在水稻惡苗病菌（F. fujikuroi）的研究表明carS 作為胡蘿卜素生物形成的負調控因子，其調控作用本身也受到野生型菌株自身的調控，保證適當量的鏈孢霉黃素NX 產生并受到光誘導調控[21]。本研究中，無論什么培養條件下，Foc4中均保持一定基礎水平的類胡蘿卜素含量，即使野生型Foc4 在暗培養條件下，Foc4carRA 和Foc4carB結構基因仍然能夠保持一定的表達量，使得Foc4維持一定水平的類胡蘿卜素含量，保證一定的鏈孢霉黃素NX 和類胡蘿卜素前體物質，與前期的研究結果一致。

本研究鑒定的Foc4carS 基因符合作為香蕉枯萎菌的內源報告基因：（1）Foc4carS 基因為單一拷貝基因；（2）突變體表型容易分辨，ΔFoc4carS突變株菌落顏色呈深橙色，與野生株的白色菌落差異明顯；（3）Foc4carS 參與調控的表達產物能夠定量測定，Foc4carS 參與類胡蘿卜素的生物合成，含量可以量化測定；（4）Foc4carS 僅影響Foc4的次生代謝產物，對其致病力、菌落形態、分生孢子形態及產量等表型無影響。CRISPR/Cas9 基因編輯可以對基因組不同功能基因定向編輯，通過剪除DNA 片段來敲除某基因的功能，或通過向基因組中插入新的片段引入新的功能，是研究基因功能的重要技術手段之一[22]。

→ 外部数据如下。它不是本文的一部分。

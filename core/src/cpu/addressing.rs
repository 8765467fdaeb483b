//! MEM-format effective-address computation.
//!
//! Each [`MemFormatMode`] variant corresponds to one formula below; the
//! mapping from mode to formula is exactly the reference implementation's
//! address-generation switch, just without the C++ pointer arithmetic.

use i960sim_opcodes::MemFormatMode;

use crate::cpu::decode::MemAddressing;
use crate::types::Address;

/// `abase` resolved to a register value, and `index` (if the addressing
/// mode uses one) resolved to a register value — both read by the caller
/// from whichever register bank the decoded field names, since this module
/// has no opinion on locals vs. globals.
pub struct AddressingInputs {
    pub abase_value: Address,
    pub index_value: Address,
    pub ip: Address,
}

/// Clamp a raw 3-bit scale field to the architecturally legal range;
/// values 5–7 are reserved and emulated as scale 0.
#[must_use]
fn legal_scale(scale: u8) -> u32 {
    if scale <= 4 {
        scale as u32
    } else {
        0
    }
}

#[must_use]
pub fn effective_address(mode: MemFormatMode, addressing: MemAddressing, inputs: &AddressingInputs) -> Address {
    match (mode, addressing) {
        (MemFormatMode::AbsoluteOffset, MemAddressing::Offset(offset)) => offset as Address,
        (MemFormatMode::RegisterIndirectWithOffset, MemAddressing::Offset(offset)) => {
            inputs.abase_value.wrapping_add(offset as Address)
        }
        (MemFormatMode::RegisterIndirect, MemAddressing::None) => inputs.abase_value,
        (MemFormatMode::RegisterIndirectWithIndex, MemAddressing::IndexScale { index: _, scale }) => inputs
            .abase_value
            .wrapping_add(inputs.index_value << legal_scale(scale)),
        // `IP + displacement + 8`: the +8 accounts for the two-word
        // instruction itself, so the displacement is relative to the
        // address immediately following this (double-wide) instruction.
        (MemFormatMode::IpWithDisplacement, MemAddressing::Displacement(disp)) => {
            inputs.ip.wrapping_add(disp as u32).wrapping_add(8)
        }
        (MemFormatMode::AbsoluteDisplacement, MemAddressing::Displacement(disp)) => disp as u32,
        (MemFormatMode::RegisterIndirectWithDisplacement, MemAddressing::IndexScaleDisplacement { displacement, .. }) => {
            inputs.abase_value.wrapping_add(displacement as u32)
        }
        (MemFormatMode::IndexWithDisplacement, MemAddressing::IndexScaleDisplacement { scale, displacement, .. }) => {
            (inputs.index_value << legal_scale(scale)).wrapping_add(displacement as u32)
        }
        (
            MemFormatMode::RegisterIndirectWithIndexAndDisplacement,
            MemAddressing::IndexScaleDisplacement { scale, displacement, .. },
        ) => inputs
            .abase_value
            .wrapping_add(inputs.index_value << legal_scale(scale))
            .wrapping_add(displacement as u32),
        // Reserved mode, or a mismatched (mode, addressing) pairing that
        // can't arise from `decode::decode_mem`: there is no sensible
        // address, so the caller's fault path is the right place to
        // surface this, not a panic here.
        _ => 0,
    }
}
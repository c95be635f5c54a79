//! Parse uniql expressions and surface their AST

use super::CliError;
use crate::{Lexer, Parser, output};

/// Options for the parse/check commands
#[derive(Debug, Clone, Default)]
pub struct CheckOptions {
    /// The expression to parse
    pub expression: String,
    /// Only validate syntax, don't produce the AST
    pub syntax_only: bool,
}

/// Result of a check operation
#[derive(Debug)]
pub enum CheckResult {
    /// Syntax validation passed
    SyntaxValid,
    /// Expression parsed successfully, with the AST in its JSON wire shape
    Success(serde_json::Value),
}

/// Execute a uniql check operation
pub fn execute_check(options: &CheckOptions) -> Result<CheckResult, CliError> {
    let lexer = Lexer::new(&options.expression);
    let mut parser = Parser::new(lexer).map_err(CliError::Parse)?;
    let expr = parser.parse().map_err(CliError::Parse)?;

    if options.syntax_only {
        return Ok(CheckResult::SyntaxValid);
    }

    Ok(CheckResult::Success(output::to_json(&expr)))
}
use std::fmt;
use std::mem;

use crate::{
    ast::{BinOp, Expr, Token, UnaryOp},
    lexer::{LexError, Lexer},
};

/// Syntactic error: the token stream does not match any grammar production
/// at the point reached.
#[derive(Debug, Clone, PartialEq)]
pub struct SyntaxError {
    /// The token that could not start or continue a production.
    pub token: Token,
    /// Character offset of the offending token.
    pub position: usize,
    /// What would have been accepted instead.
    pub expected: &'static str,
}

impl fmt::Display for SyntaxError {
    fn fmt(&self, f: &mut fmt::Formatter<'_>) -> fmt::Result {
        write!(
            f,
            "Unexpected token {:?} at position {}: expected {}",
            self.token, self.position, self.expected
        )
    }
}

impl std::error::Error for SyntaxError {}

/// Errors surfaced by [`parse`](crate::parse): either the lexer or the
/// parser rejected the input.
///
/// The first error aborts the whole parse. There is no partial AST and no
/// multi-error collection; parsing is deterministic, so retrying the same
/// input fails identically.
#[derive(Debug, Clone, PartialEq)]
pub enum ParseError {
    /// Lexical error
    Lex(LexError),
    /// Grammar error
    Syntax(SyntaxError),
}

impl fmt::Display for ParseError {
    fn fmt(&self, f: &mut fmt::Formatter<'_>) -> fmt::Result {
        match self {
            ParseError::Lex(e) => write!(f, "{}", e),
            ParseError::Syntax(e) => write!(f, "{}", e),
        }
    }
}

impl std::error::Error for ParseError {
    fn source(&self) -> Option<&(dyn std::error::Error + 'static)> {
        match self {
            ParseError::Lex(e) => Some(e),
            ParseError::Syntax(e) => Some(e),
        }
    }
}

impl From<LexError> for ParseError {
    fn from(e: LexError) -> Self {
        ParseError::Lex(e)
    }
}

impl From<SyntaxError> for ParseError {
    fn from(e: SyntaxError) -> Self {
        ParseError::Syntax(e)
    }
}

pub struct Parser {
    lexer: Lexer,
    current_token: Token,
    current_position: usize,
}

impl Parser {
    pub fn new(mut lexer: Lexer) -> Result<Self, ParseError> {
        let current_token = lexer.next_token()?;
        let current_position = lexer.token_start();
        Ok(Parser {
            lexer,
            current_token,
            current_position,
        })
    }

    fn advance(&mut self) -> Result<(), ParseError> {
        self.current_token = self.lexer.next_token()?;
        self.current_position = self.lexer.token_start();
        Ok(())
    }

    fn check(&self, token: &Token) -> bool {
        mem::discriminant(&self.current_token) == mem::discriminant(token)
    }

    fn expect(&mut self, expected: Token, description: &'static str) -> Result<(), ParseError> {
        if !self.check(&expected) {
            return Err(self.syntax_error(description));
        }
        self.advance()
    }

    fn syntax_error(&self, expected: &'static str) -> ParseError {
        ParseError::Syntax(SyntaxError {
            token: self.current_token.clone(),
            position: self.current_position,
            expected,
        })
    }

    /// Parse primary expressions (atoms): literal values, arrays, and
    /// parenthesized sub-expressions.
    fn parse_primary(&mut self) -> Result<Expr, ParseError> {
        match mem::replace(&mut self.current_token, Token::Eof) {
            // Literals
            Token::Number(text) => {
                self.advance()?;
                Ok(Expr::Number(text))
            }
            Token::Boolean(text) => {
                self.advance()?;
                Ok(Expr::Boolean(text))
            }
            Token::Primitive(text) => {
                self.advance()?;
                Ok(Expr::Primitive(text))
            }
            Token::String(text) => {
                self.advance()?;
                Ok(Expr::String(text))
            }
            Token::Symbol(text) => {
                self.advance()?;
                Ok(Expr::Symbol(text))
            }

            // Grouping is kept in the tree, not just used for precedence
            Token::LParen => {
                self.advance()?;
                let inner = self.parse_expression()?;
                self.expect(Token::RParen, "')'")?;
                Ok(Expr::Expression(Box::new(inner)))
            }

            // Array literals
            Token::LBracket => {
                self.advance()?;
                self.parse_array()
            }

            token => {
                // Put the token back so the error names what was actually seen
                self.current_token = token;
                Err(self.syntax_error("a value, '-', 'not', '(' or '['"))
            }
        }
    }

    /// Array elements must reduce to a literal VALUE production: no nested
    /// arrays, no operators, no parenthesized expressions.
    fn parse_value(&mut self) -> Result<Expr, ParseError> {
        match mem::replace(&mut self.current_token, Token::Eof) {
            Token::Number(text) => {
                self.advance()?;
                Ok(Expr::Number(text))
            }
            Token::Boolean(text) => {
                self.advance()?;
                Ok(Expr::Boolean(text))
            }
            Token::Primitive(text) => {
                self.advance()?;
                Ok(Expr::Primitive(text))
            }
            Token::String(text) => {
                self.advance()?;
                Ok(Expr::String(text))
            }
            Token::Symbol(text) => {
                self.advance()?;
                Ok(Expr::Symbol(text))
            }
            token => {
                self.current_token = token;
                Err(self.syntax_error("a literal value"))
            }
        }
    }

    fn parse_array(&mut self) -> Result<Expr, ParseError> {
        let mut elements = vec![];

        if !self.check(&Token::RBracket) {
            loop {
                elements.push(self.parse_value()?);

                if self.check(&Token::Comma) {
                    self.advance()?;
                } else {
                    break;
                }
            }
        }

        self.expect(Token::RBracket, "']' or ','")?;
        Ok(Expr::Array(elements))
    }

    /// Prefix operators bind tightest: `not a == b` parses as
    /// `(not a) == b`.
    fn parse_unary(&mut self) -> Result<Expr, ParseError> {
        match &self.current_token {
            Token::Not => {
                self.advance()?;
                let operand = self.parse_unary()?;
                Ok(Expr::UnaryOp {
                    op: UnaryOp::Not,
                    operand: Box::new(operand),
                })
            }
            Token::Minus => {
                self.advance()?;
                let operand = self.parse_unary()?;
                Ok(Expr::UnaryOp {
                    op: UnaryOp::Neg,
                    operand: Box::new(operand),
                })
            }
            _ => self.parse_primary(),
        }
    }

    fn parse_comparison(&mut self) -> Result<Expr, ParseError> {
        let mut left = self.parse_unary()?;

        loop {
            let op = match &self.current_token {
                Token::LtEq => BinOp::LessEqual,
                Token::GtEq => BinOp::GreaterEqual,
                Token::Match => BinOp::Match,
                Token::Lt => BinOp::LessThan,
                Token::Gt => BinOp::GreaterThan,
                _ => break,
            };

            self.advance()?;
            let right = self.parse_unary()?;

            left = Expr::BinaryOp {
                op,
                left: Box::new(left),
                right: Box::new(right),
            };
        }
        Ok(left)
    }

    fn parse_equality(&mut self) -> Result<Expr, ParseError> {
        let mut left = self.parse_comparison()?;

        loop {
            let op = match &self.current_token {
                Token::EqEq => BinOp::Equal,
                Token::NotEq => BinOp::NotEqual,
                _ => break,
            };

            self.advance()?;
            let right = self.parse_comparison()?;

            left = Expr::BinaryOp {
                op,
                left: Box::new(left),
                right: Box::new(right),
            };
        }
        Ok(left)
    }

    fn parse_in(&mut self) -> Result<Expr, ParseError> {
        let mut left = self.parse_equality()?;

        while self.check(&Token::In) {
            self.advance()?;
            let right = self.parse_equality()?;

            left = Expr::BinaryOp {
                op: BinOp::In,
                left: Box::new(left),
                right: Box::new(right),
            };
        }
        Ok(left)
    }

    fn parse_and(&mut self) -> Result<Expr, ParseError> {
        let mut left = self.parse_in()?;

        while self.check(&Token::And) {
            self.advance()?;
            let right = self.parse_in()?;

            left = Expr::BinaryOp {
                op: BinOp::And,
                left: Box::new(left),
                right: Box::new(right),
            };
        }
        Ok(left)
    }

    fn parse_or(&mut self) -> Result<Expr, ParseError> {
        let mut left = self.parse_and()?;

        while self.check(&Token::Or) {
            self.advance()?;
            let right = self.parse_and()?;

            left = Expr::BinaryOp {
                op: BinOp::Or,
                left: Box::new(left),
                right: Box::new(right),
            };
        }
        Ok(left)
    }

    pub fn parse_expression(&mut self) -> Result<Expr, ParseError> {
        self.parse_or()
    }

    /// Parse a complete expression, consuming the input through end of
    /// file. Trailing tokens are a syntax error.
    pub fn parse(&mut self) -> Result<Expr, ParseError> {
        let expr = self.parse_expression()?;
        if !self.check(&Token::Eof) {
            return Err(self.syntax_error("end of input"));
        }
        Ok(expr)
    }
}
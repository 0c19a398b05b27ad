/// Galaxy3D Engine - process-wide logging entry point
///
/// Rendering state (shader registry, pipeline cache, samplers) lives in an
/// explicit `GraphicsContext` passed to each draw. The engine only owns the
/// logger that every subsystem reports through.

use std::sync::{OnceLock, RwLock};
use std::time::SystemTime;
use crate::log::{Logger, LogEntry, LogSeverity, DefaultLogger};

/// Global logger (initialized with DefaultLogger)
static LOGGER: OnceLock<RwLock<Box<dyn Logger>>> = OnceLock::new();

fn logger() -> &'static RwLock<Box<dyn Logger>> {
    LOGGER.get_or_init(|| RwLock::new(Box::new(DefaultLogger::new())))
}

/// Engine logging facade
///
/// # Example
///
/// ```no_run
/// use galaxy_3d_runtime_effect::galaxy3d::Engine;
/// use galaxy_3d_runtime_effect::galaxy3d::log::{DefaultLogger, LogSeverity};
///
/// // Only report warnings and failed draws
/// Engine::set_logger(DefaultLogger::with_min_severity(LogSeverity::Warn));
/// ```
pub struct Engine;

impl Engine {
    /// Set a custom logger
    ///
    /// Replaces the current logger for the whole process.
    pub fn set_logger<L: Logger + 'static>(logger_impl: L) {
        if let Ok(mut lock) = logger().write() {
            *lock = Box::new(logger_impl);
        }
    }

    /// Reset logger to default (DefaultLogger, all severities)
    pub fn reset_logger() {
        if let Ok(mut lock) = logger().write() {
            *lock = Box::new(DefaultLogger::new());
        }
    }

    /// Internal logging method (for simple logs without file:line)
    ///
    /// Used by macros like engine_info!, engine_warn!, etc.
    pub fn log(severity: LogSeverity, source: &str, message: String) {
        Self::dispatch(LogEntry {
            severity,
            timestamp: SystemTime::now(),
            source: source.to_string(),
            message,
            file: None,
            line: None,
        });
    }

    /// Internal logging method with file:line information (for ERROR logs)
    ///
    /// Used by engine_error!, engine_err! and engine_bail!.
    pub fn log_detailed(
        severity: LogSeverity,
        source: &str,
        message: String,
        file: &'static str,
        line: u32,
    ) {
        Self::dispatch(LogEntry {
            severity,
            timestamp: SystemTime::now(),
            source: source.to_string(),
            message,
            file: Some(file),
            line: Some(line),
        });
    }

    fn dispatch(entry: LogEntry) {
        if let Ok(lock) = logger().read() {
            lock.log(&entry);
        }
    }
}

#[cfg(test)]
#[path = "engine_tests.rs"]
mod tests;
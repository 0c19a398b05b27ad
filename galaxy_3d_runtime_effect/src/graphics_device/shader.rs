/// Shader stages, compiled shader functions, and the backend compiler interface

use std::fmt;
use std::hash::{Hash, Hasher};
use std::sync::Arc;

/// Shader stage
#[derive(Debug, Clone, Copy, PartialEq, Eq, Hash)]
pub enum ShaderStage {
    /// Vertex shader
    Vertex,
    /// Fragment/Pixel shader
    Fragment,
    /// Compute shader
    Compute,
}

// ===== SHADER FUNCTION =====

/// Compiled shader function resource trait
///
/// One compiled entry point in one stage. Implemented by backend-specific
/// types; the runtime only compares functions by identity.
pub trait ShaderFunction: Send + Sync {
    /// Entry point name this function was registered under
    fn entry_point(&self) -> &str;

    /// Stage this function runs in
    fn stage(&self) -> ShaderStage;

    /// Declared vertex inputs (empty for non-vertex stages)
    fn stage_inputs(&self) -> &[ShaderStageIoSlot] {
        &[]
    }
}

/// Shared handle to a shader function with identity semantics
///
/// Two handles are equal when they point at the same backend object, which
/// lets pipeline descriptors embed functions and still be hashed.
#[derive(Clone)]
pub struct ShaderFunctionRef(Arc<dyn ShaderFunction>);

impl ShaderFunctionRef {
    /// Wrap a backend function
    pub fn new(function: Arc<dyn ShaderFunction>) -> Self {
        Self(function)
    }

    /// Underlying backend function
    pub fn function(&self) -> &Arc<dyn ShaderFunction> {
        &self.0
    }

    /// Whether this handle points at `function`
    pub fn is(&self, function: &Arc<dyn ShaderFunction>) -> bool {
        Arc::ptr_eq(&self.0, function)
    }

    fn address(&self) -> usize {
        Arc::as_ptr(&self.0) as *const () as usize
    }
}

impl From<Arc<dyn ShaderFunction>> for ShaderFunctionRef {
    fn from(function: Arc<dyn ShaderFunction>) -> Self {
        Self::new(function)
    }
}

impl PartialEq for ShaderFunctionRef {
    fn eq(&self, other: &Self) -> bool {
        self.address() == other.address()
    }
}

impl Eq for ShaderFunctionRef {}

impl Hash for ShaderFunctionRef {
    fn hash<H: Hasher>(&self, state: &mut H) {
        self.address().hash(state);
    }
}

impl fmt::Debug for ShaderFunctionRef {
    fn fmt(&self, f: &mut fmt::Formatter<'_>) -> fmt::Result {
        f.debug_struct("ShaderFunctionRef")
            .field("entry_point", &self.0.entry_point())
            .field("stage", &self.0.stage())
            .finish()
    }
}

// ===== STAGE INPUTS =====

/// Format of a vertex stage input
#[derive(Debug, Clone, Copy, PartialEq, Eq, Hash)]
pub enum VertexFormat {
    Float32,
    Float32x2,
    Float32x3,
    Float32x4,
}

impl VertexFormat {
    /// Size in bytes of one element
    pub fn size_bytes(&self) -> u32 {
        match self {
            VertexFormat::Float32 => 4,
            VertexFormat::Float32x2 => 8,
            VertexFormat::Float32x3 => 12,
            VertexFormat::Float32x4 => 16,
        }
    }
}

/// A declared input of a vertex stage
#[derive(Debug, Clone, Copy, PartialEq, Eq, Hash)]
pub struct ShaderStageIoSlot {
    /// Input name in the shader
    pub name: &'static str,
    /// `layout(location = N)`
    pub location: u32,
    /// Element format
    pub format: VertexFormat,
}

// ===== BACKEND COMPILER =====

/// Completion callback handed to `ShaderCompiler::register_function`
///
/// Receives `true` once the function is registered, `false` on failure.
/// May be invoked from any thread.
pub type RegistrationCallback = Box<dyn FnOnce(bool) + Send + 'static>;

/// Backend shader compiler / library
///
/// Registration is asynchronous: the backend may compile on a worker thread
/// and reports through the callback.
pub trait ShaderCompiler: Send + Sync {
    /// Compile and register `code` as `entry_point` for `stage`
    fn register_function(
        &self,
        entry_point: &str,
        stage: ShaderStage,
        code: Arc<[u8]>,
        on_complete: RegistrationCallback,
    );

    /// Remove a registered function (no-op when absent)
    fn unregister_function(&self, entry_point: &str, stage: ShaderStage);

    /// Fetch a registered function
    fn get_function(&self, entry_point: &str, stage: ShaderStage) -> Option<Arc<dyn ShaderFunction>>;
}

#[cfg(test)]
#[path = "shader_tests.rs"]
mod tests;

Foc4 構建的質粒型基因編輯方法實用性高、成本低、操作更加方便。前期報道稻瘟菌中穩定表達攜帶Cas9 的質粒會嚴重影響稻瘟菌的轉化效率，可能Cas9 蛋白對稻瘟菌有毒性作用[23]。Foc4 的試驗結果與稻瘟菌的結果不一致，Cas9 單獨轉化攜帶Cas9 的空載體pUC-fFuCas9-HTBNLS-hph 到Foc4 后并不影響其致病力。前期曲霉（Aspergillus oryzae）中的研究表明，供體質粒（donor plasmid）環狀質粒HDR 模板介導的重組效率高于線性DNA 片段[24]。

本研究在構建基因編輯的carS-HDR 模板時，將Foc4carS 基因上、下游大約1.2 kb 的同源臂DNA片段進行融合PCR，導入pUC19 載體后，多次試驗仍然無法獲取轉化子，因此，將該融合片段導入pYF11 酵母載體，獲得pYF11-Foc4carS- HDR質粒作為供體質粒用于CRISPR/Cas9 基因編輯。綜上，Foc4carS 基因在次生代謝產物類胡蘿卜素的生物合成中發揮重要作用，可作為香蕉枯萎菌的內源報告基因。以Foc4carS 為靶標基因建立香蕉枯萎菌Foc4 的質粒型CRISPR/Cas9 基因編輯技術，為病原菌的功能基因組學提供有力的技術支撐。